======== Materials provided

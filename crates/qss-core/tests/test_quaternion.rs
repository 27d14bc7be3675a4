mod common;

use approx::assert_abs_diff_eq;
use ndarray::{s, Array2, Array3};

use qss_core::consts::{M, N};
use qss_core::quaternion::{
    hamilton_product, hamilton_product_imaginary, magnitude, product_imaginary_matrices,
    product_imaginary_matrix_scalar, product_matrices, product_matrix_scalar,
    product_scalar_imaginary_matrix, product_scalar_matrix, signum, squared_magnitude, Quaternion,
};

use common::random_planes;

// ---------------------------------------------------------------------------
// Helpers
// ---------------------------------------------------------------------------

fn q(a: f64, b: f64, c: f64, d: f64) -> Quaternion<f64> {
    Quaternion::new(a, b, c, d)
}

fn pixel(planes: &Array3<f64>, row: usize, col: usize) -> Quaternion<f64> {
    if planes.dim().0 == 3 {
        Quaternion::pure(
            planes[[0, row, col]],
            planes[[1, row, col]],
            planes[[2, row, col]],
        )
    } else {
        Quaternion::new(
            planes[[0, row, col]],
            planes[[1, row, col]],
            planes[[2, row, col]],
            planes[[3, row, col]],
        )
    }
}

fn assert_quat_eq(got: Quaternion<f64>, want: Quaternion<f64>) {
    assert_abs_diff_eq!(got.a, want.a, epsilon = 1e-12);
    assert_abs_diff_eq!(got.b, want.b, epsilon = 1e-12);
    assert_abs_diff_eq!(got.c, want.c, epsilon = 1e-12);
    assert_abs_diff_eq!(got.d, want.d, epsilon = 1e-12);
}

fn with_zero_real(pure: &Array3<f64>) -> Array3<f64> {
    let mut full = Array3::<f64>::zeros((4, M, N));
    full.slice_mut(s![1.., .., ..]).assign(pure);
    full
}

// ---------------------------------------------------------------------------
// Single-value algebra
// ---------------------------------------------------------------------------

#[test]
fn test_hamilton_product_formula() {
    let (a, b, c, d) = hamilton_product(1.0, 2.0, 3.0, 4.0, 5.0, 6.0, 7.0, 8.0);
    assert_eq!((a, b, c, d), (-60.0, 12.0, 30.0, 24.0));
}

#[test]
fn test_unit_identities() {
    let i = q(0.0, 1.0, 0.0, 0.0);
    let j = q(0.0, 0.0, 1.0, 0.0);
    let k = q(0.0, 0.0, 0.0, 1.0);
    let one = q(1.0, 0.0, 0.0, 0.0);

    assert_eq!(i * j, k);
    assert_eq!(j * i, -k);
    assert_eq!(j * k, i);
    assert_eq!(k * i, j);
    assert_eq!(i * i, -one);
    assert_eq!(i * j * k, -one);
}

#[test]
fn test_product_is_not_commutative() {
    let p = q(1.0, 2.0, -1.0, 0.5);
    let r = q(-0.5, 1.0, 3.0, 2.0);
    assert_ne!(p * r, r * p);
}

#[test]
fn test_imaginary_product_matches_full_product() {
    let (b1, c1, d1, b2, c2, d2) = (0.3, -1.2, 2.0, 1.5, 0.25, -0.75);
    let (a, b, c, d) = hamilton_product_imaginary(b1, c1, d1, b2, c2, d2);
    assert_quat_eq(
        q(a, b, c, d),
        Quaternion::pure(b1, c1, d1) * Quaternion::pure(b2, c2, d2),
    );
}

#[test]
fn test_magnitude_is_multiplicative() {
    let p = q(1.0, 2.0, -1.0, 0.5);
    let r = q(-0.5, 1.0, 3.0, 2.0);
    assert_abs_diff_eq!((p * r).magnitude(), p.magnitude() * r.magnitude(), epsilon = 1e-12);
}

#[test]
fn test_conjugate_gives_squared_magnitude() {
    let p = q(1.0, 2.0, -1.0, 0.5);
    let n = p * p.conjugate();
    assert_quat_eq(n, q(p.squared_magnitude(), 0.0, 0.0, 0.0));
}

#[test]
fn test_signum_of_zero_and_nan_is_zero() {
    assert_eq!(Quaternion::<f64>::zero().signum(), Quaternion::zero());
    assert_eq!(q(f64::NAN, 1.0, 0.0, 0.0).signum(), Quaternion::zero());
    assert_abs_diff_eq!(q(0.0, 3.0, 0.0, 4.0).signum().magnitude(), 1.0, epsilon = 1e-15);
}

#[test]
fn test_signum_and_magnitude_at_extreme_scales() {
    assert_quat_eq(q(1e-200, 0.0, 0.0, 0.0).signum(), q(1.0, 0.0, 0.0, 0.0));
    assert_quat_eq(q(0.0, 1e200, 0.0, 0.0).signum(), q(0.0, 1.0, 0.0, 0.0));
    assert_quat_eq(q(0.0, 3e-300, 0.0, -4e-300).signum(), q(0.0, 0.6, 0.0, -0.8));
    assert_abs_diff_eq!(q(0.0, 3e200, 0.0, 4e200).magnitude() / 5e200, 1.0, epsilon = 1e-15);
    assert_abs_diff_eq!(q(3e-200, 4e-200, 0.0, 0.0).magnitude() / 5e-200, 1.0, epsilon = 1e-15);
    assert_eq!(q(f64::INFINITY, 1.0, 0.0, 0.0).signum(), Quaternion::zero());
}

// ---------------------------------------------------------------------------
// Planar products
// ---------------------------------------------------------------------------

#[test]
fn test_product_matrices_per_pixel() {
    let lhs = random_planes(4, 1);
    let rhs = random_planes(4, 2);
    let mut out = Array3::<f64>::zeros((4, M, N));
    product_matrices(lhs.view(), rhs.view(), out.view_mut());
    for (row, col) in [(0, 0), (7, 13), (47, 63), (20, 40)] {
        assert_quat_eq(pixel(&out, row, col), pixel(&lhs, row, col) * pixel(&rhs, row, col));
    }
}

#[test]
fn test_scalar_side_matters() {
    let m = random_planes(4, 3);
    let x = q(0.5, -0.25, 1.0, 0.75);
    let mut left = Array3::<f64>::zeros((4, M, N));
    let mut right = Array3::<f64>::zeros((4, M, N));
    product_scalar_matrix(x, m.view(), left.view_mut());
    product_matrix_scalar(m.view(), x, right.view_mut());

    for (row, col) in [(0, 0), (11, 5), (47, 63)] {
        assert_quat_eq(pixel(&left, row, col), x * pixel(&m, row, col));
        assert_quat_eq(pixel(&right, row, col), pixel(&m, row, col) * x);
    }
    assert_ne!(left, right);
}

#[test]
fn test_pure_variants_equal_full_variants_with_zero_real() {
    let a3 = random_planes(3, 4);
    let b3 = random_planes(3, 5);
    let a4 = with_zero_real(&a3);
    let b4 = with_zero_real(&b3);
    let x = q(0.2, -0.4, 0.6, 0.8);

    let mut pure_out = Array3::<f64>::zeros((4, M, N));
    let mut full_out = Array3::<f64>::zeros((4, M, N));

    product_imaginary_matrices(a3.view(), b3.view(), pure_out.view_mut());
    product_matrices(a4.view(), b4.view(), full_out.view_mut());
    assert_eq!(pure_out, full_out);

    product_scalar_imaginary_matrix(x, a3.view(), pure_out.view_mut());
    product_scalar_matrix(x, a4.view(), full_out.view_mut());
    assert_eq!(pure_out, full_out);

    product_imaginary_matrix_scalar(a3.view(), x, pure_out.view_mut());
    product_matrix_scalar(a4.view(), x, full_out.view_mut());
    assert_eq!(pure_out, full_out);
}

#[test]
fn test_scalar_imaginary_uses_every_axis_component() {
    // A unit i on the left maps the pure pixel (b, c, d) to (-b, 0, -d, c).
    let mut m = Array3::<f64>::zeros((3, M, N));
    m[[0, 0, 0]] = 1.0;
    m[[1, 0, 0]] = 2.0;
    m[[2, 0, 0]] = 3.0;
    let mut out = Array3::<f64>::zeros((4, M, N));
    product_scalar_imaginary_matrix(q(0.0, 1.0, 0.0, 0.0), m.view(), out.view_mut());
    assert_quat_eq(pixel(&out, 0, 0), q(-1.0, 0.0, -3.0, 2.0));
}

// ---------------------------------------------------------------------------
// Magnitude and signum
// ---------------------------------------------------------------------------

#[test]
fn test_squared_magnitude_and_magnitude() {
    let planes = random_planes(4, 6);
    let mut sq = Array2::<f64>::zeros((M, N));
    let mut abs = Array2::<f64>::zeros((M, N));
    squared_magnitude(planes.view(), sq.view_mut());
    magnitude(planes.view(), abs.view_mut());

    for ((row, col), v) in sq.indexed_iter() {
        let p = pixel(&planes, row, col);
        assert_abs_diff_eq!(*v, p.squared_magnitude(), epsilon = 1e-12);
        assert_abs_diff_eq!(abs[[row, col]], p.magnitude(), epsilon = 1e-12);
    }
}

#[test]
fn test_magnitude_of_pure_planes() {
    let mut planes = Array3::<f64>::zeros((3, M, N));
    planes[[0, 2, 2]] = 3.0;
    planes[[2, 2, 2]] = 4.0;
    let mut abs = Array2::<f64>::zeros((M, N));
    magnitude(planes.view(), abs.view_mut());
    assert_abs_diff_eq!(abs[[2, 2]], 5.0);
    assert_eq!(abs[[0, 0]], 0.0);
}

#[test]
fn test_squared_magnitude_nan_is_zero() {
    let mut planes = Array3::<f64>::zeros((4, M, N));
    planes[[1, 3, 3]] = f64::NAN;
    let mut sq = Array2::<f64>::from_elem((M, N), -1.0);
    squared_magnitude(planes.view(), sq.view_mut());
    assert_eq!(sq[[3, 3]], 0.0);
    assert!(sq.iter().all(|&v| v == 0.0));
}

#[test]
fn test_signum_unit_or_zero() {
    let mut planes = random_planes(4, 7);
    planes.slice_mut(s![.., 10, 10]).fill(0.0);
    let mut out = Array3::<f64>::zeros((4, M, N));
    signum(planes.view(), out.view_mut());

    for row in 0..M {
        for col in 0..N {
            let u = pixel(&out, row, col);
            if (row, col) == (10, 10) {
                assert_eq!(u, Quaternion::zero());
            } else {
                assert_abs_diff_eq!(u.magnitude(), 1.0, epsilon = 1e-12);
                assert_quat_eq(u, pixel(&planes, row, col).signum());
            }
        }
    }
}

#[test]
fn test_planar_signum_at_extreme_scales() {
    let mut planes = Array3::<f64>::zeros((4, M, N));
    planes[[0, 1, 1]] = 1e-200;
    planes[[1, 2, 2]] = 1e200;
    planes[[2, 3, 3]] = 3e-300;
    planes[[3, 3, 3]] = 4e-300;
    let mut out = Array3::<f64>::zeros((4, M, N));
    signum(planes.view(), out.view_mut());
    assert_quat_eq(pixel(&out, 1, 1), q(1.0, 0.0, 0.0, 0.0));
    assert_quat_eq(pixel(&out, 2, 2), q(0.0, 1.0, 0.0, 0.0));
    assert_quat_eq(pixel(&out, 3, 3), q(0.0, 0.0, 0.6, 0.8));

    let mut abs = Array2::<f64>::zeros((M, N));
    magnitude(planes.view(), abs.view_mut());
    assert_abs_diff_eq!(abs[[2, 2]] / 1e200, 1.0, epsilon = 1e-15);
    assert_abs_diff_eq!(abs[[3, 3]] / 5e-300, 1.0, epsilon = 1e-15);
    assert!(abs[[1, 1]] > 0.0);
}

#[test]
fn test_signum_keeps_three_channels() {
    let planes = random_planes(3, 8);
    let mut out = Array3::<f64>::zeros((3, M, N));
    signum(planes.view(), out.view_mut());

    let norm = (0..3)
        .map(|ch| out[[ch, 5, 9]] * out[[ch, 5, 9]])
        .sum::<f64>()
        .sqrt();
    assert_abs_diff_eq!(norm, 1.0, epsilon = 1e-12);
}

================

■ Activity ■
Write out exactly the lines that fall from the line with "for (row, col) in [(0, 0), (11, 5), (47, 63)]" to the line with "let mut full_out" in the records above, keeping both ends.

■ Answer below ■
    for (row, col) in [(0, 0), (11, 5), (47, 63)] {
        assert_quat_eq(pixel(&left, row, col), x * pixel(&m, row, col));
        assert_quat_eq(pixel(&right, row, col), pixel(&m, row, col) * x);
    }
    assert_ne!(left, right);
}

#[test]
fn test_pure_variants_equal_full_variants_with_zero_real() {
    let a3 = random_planes(3, 4);
    let b3 = random_planes(3, 5);
    let a4 = with_zero_real(&a3);
    let b4 = with_zero_real(&b3);
    let x = q(0.2, -0.4, 0.6, 0.8);

    let mut pure_out = Array3::<f64>::zeros((4, M, N));
    let mut full_out = Array3::<f64>::zeros((4, M, N));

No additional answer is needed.